Registrants would also be expected to adhere to levels of security on their web sites (mandatory HTTPS, for example) and email systems (mandatory TLS). Domains would be scanned daily for malware and would have manual penetration testing at least annually.

Emerging security standards would be deployed make sure that browsers would only trust SSL certificates provided by Artemis (or, more likely, its CA partner) when handling connections to .secure sites.

Many of the policies are still being worked out, sometimes in conversation with an emerging “community” of the aforementioned anchor tenants, but there’s one thing that’s pretty clear:

This is not a domain name play.

If you buy a .secure domain name, you’re really buying an NCC managed security service that allows you to use a domain name, as opposed to an easily-copied image, as your “trust mark”.

Success for .secure, if it goes live as planned, won’t be measured in registration volume. I wouldn’t expect it to be much bigger than .museum, the tiniest TLD today, within its first few years.

Prices for .secure have not yet been disclosed, but I’m expecting them to be measured in the tens of thousands of dollars. If “a domain” costs $50,000 a year, don’t be surprised.

Artemis’ .secure would however be available to any enterprise that can afford it and can pass its stringent security tests, which makes it more “open” than Amazon’s vaguely worded closed generic bid.

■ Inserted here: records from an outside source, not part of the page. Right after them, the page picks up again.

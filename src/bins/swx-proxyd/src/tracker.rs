//! Session-Id correlation between outbound requests and inbound answers
//!
//! Each outstanding MAR/SAR owns a oneshot rendezvous keyed by its
//! Session-Id. The receive task resolves it; the waiting call owns the
//! [`PendingRequest`] guard, which removes the entry when it goes away.
//!
//! Entries are bound to the link their request was written on, so losing a
//! link aborts only the requests that link carried.

use std::sync::Arc;
use std::time::Duration;

use dashmap::mapref::entry::Entry;
use dashmap::DashMap;
use swx_diameter::swx::SwxAnswer;
use tokio::sync::oneshot;
use tokio::time::Instant;

use crate::error::{SwxError, SwxResult};
use crate::stats::SwxStats;

/// Link id of an entry that has not been written anywhere yet
pub const UNBOUND_LINK: u64 = 0;

#[derive(Debug)]
struct Slot {
    tx: oneshot::Sender<SwxAnswer>,
    link: u64,
}

/// Correlation table of pending SWx requests
#[derive(Debug)]
pub struct RequestTracker {
    pending: DashMap<String, Slot>,
    stats: Arc<SwxStats>,
}

impl RequestTracker {
    pub fn new(stats: Arc<SwxStats>) -> Self {
        Self {
            pending: DashMap::new(),
            stats,
        }
    }

    /// Register `session_id` before its request is sent.
    ///
    /// Fails if the Session-Id is already pending.
    pub fn register(&self, session_id: &str) -> SwxResult<PendingRequest<'_>> {
        match self.pending.entry(session_id.to_string()) {
            Entry::Occupied(_) => Err(SwxError::AlreadyRegistered(session_id.to_string())),
            Entry::Vacant(slot) => {
                let (tx, rx) = oneshot::channel();
                slot.insert(Slot {
                    tx,
                    link: UNBOUND_LINK,
                });
                Ok(PendingRequest {
                    tracker: self,
                    session_id: session_id.to_string(),
                    rx,
                })
            }
        }
    }

    /// Hand `answer` to the request waiting on its Session-Id.
    ///
    /// Returns false, and counts an unmatched session, when nobody is waiting.
    pub fn resolve(&self, answer: SwxAnswer) -> bool {
        let session_id = answer.session_id().to_string();
        let delivered = match self.pending.remove(&session_id) {
            Some((_, slot)) => slot.tx.send(answer).is_ok(),
            None => false,
        };
        if !delivered {
            self.stats.inc_unmatched_session();
        }
        delivered
    }

    /// Remove `session_id` without answering it; idempotent
    pub fn deregister(&self, session_id: &str) -> bool {
        self.pending.remove(session_id).is_some()
    }

    /// Record that `session_id` went out on `link`. No-op for unknown ids.
    pub fn bind_link(&self, session_id: &str, link: u64) {
        if let Some(mut slot) = self.pending.get_mut(session_id) {
            slot.link = link;
        }
    }

    /// Drop the entries written on `link`; their waiters observe a closed
    /// channel. Entries bound elsewhere or not yet sent are kept.
    pub fn abort_link(&self, link: u64) -> usize {
        let mut aborted = 0;
        self.pending.retain(|_, slot| {
            let keep = slot.link != link;
            if !keep {
                aborted += 1;
            }
            keep
        });
        aborted
    }

    /// Drop every pending entry; waiters observe a closed channel
    pub fn abort_all(&self) -> usize {
        let count = self.pending.len();
        self.pending.clear();
        count
    }

    pub fn contains(&self, session_id: &str) -> bool {
        self.pending.contains_key(session_id)
    }

    pub fn len(&self) -> usize {
        self.pending.len()
    }

    pub fn is_empty(&self) -> bool {
        self.pending.is_empty()
    }
}

/// Outcome of waiting on a pending request
#[derive(Debug)]
pub enum WaitOutcome {
    Answer(SwxAnswer),
    /// Entry removed without an answer (connection loss, cancellation)
    Closed,
    TimedOut,
}

/// Registered request; deregisters itself when dropped
#[derive(Debug)]
pub struct PendingRequest<'a> {
    tracker: &'a RequestTracker,
    session_id: String,
    rx: oneshot::Receiver<SwxAnswer>,
}

impl PendingRequest<'_> {
    pub fn session_id(&self) -> &str {
        &self.session_id
    }

    /// Wait for the answer, at most `timeout`
    pub async fn wait(&mut self, timeout: Duration) -> WaitOutcome {
        self.wait_until(Instant::now() + timeout).await
    }

    pub async fn wait_until(&mut self, deadline: Instant) -> WaitOutcome {
        match tokio::time::timeout_at(deadline, &mut self.rx).await {
            Ok(Ok(answer)) => WaitOutcome::Answer(answer),
            Ok(Err(_)) => WaitOutcome::Closed,
            Err(_) => WaitOutcome::TimedOut,
        }
    }
}

impl Drop for PendingRequest<'_> {
    fn drop(&mut self) {
        self.tracker.deregister(&self.session_id);
    }
}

Other ICANN accredited registrars will technically be allowed to sell .secure domains, but the Registry-Registrar Agreement will be written in such a way as to make it economically non-viable for them to do so.

Overall, the company has a bold strategy with some significant challenges.

I wonder how enthusiastic enterprises will be about using .secure if their customers start to assume that their regular domain name (which may even be a dot-brand) is implicitly insecure.

Artemis is also planning to expose some information about how well its registrants are complying with their security obligations to end users, which may make some potential registrants nervous.

Even without this exposure, simply complying appears to be quite a resource-intensive ongoing process and not for the faint-hearted.

However, that’s in keeping with the fact that it’s a managed security service — companies buy these things in order to help secure their systems, not cover up problems.

Stamos also said that its eligibility guidelines are being crafted with its customers in such a way that registrants will only ever be kicked out of .secure if they’re genuinely bad actors.

Artemis’ .secure is a completely new concept for the gTLD industry, and I wouldn’t like to predict whether it will work or not, but the company seems to be going about its pre-sales marketing and outreach in entirely the correct way.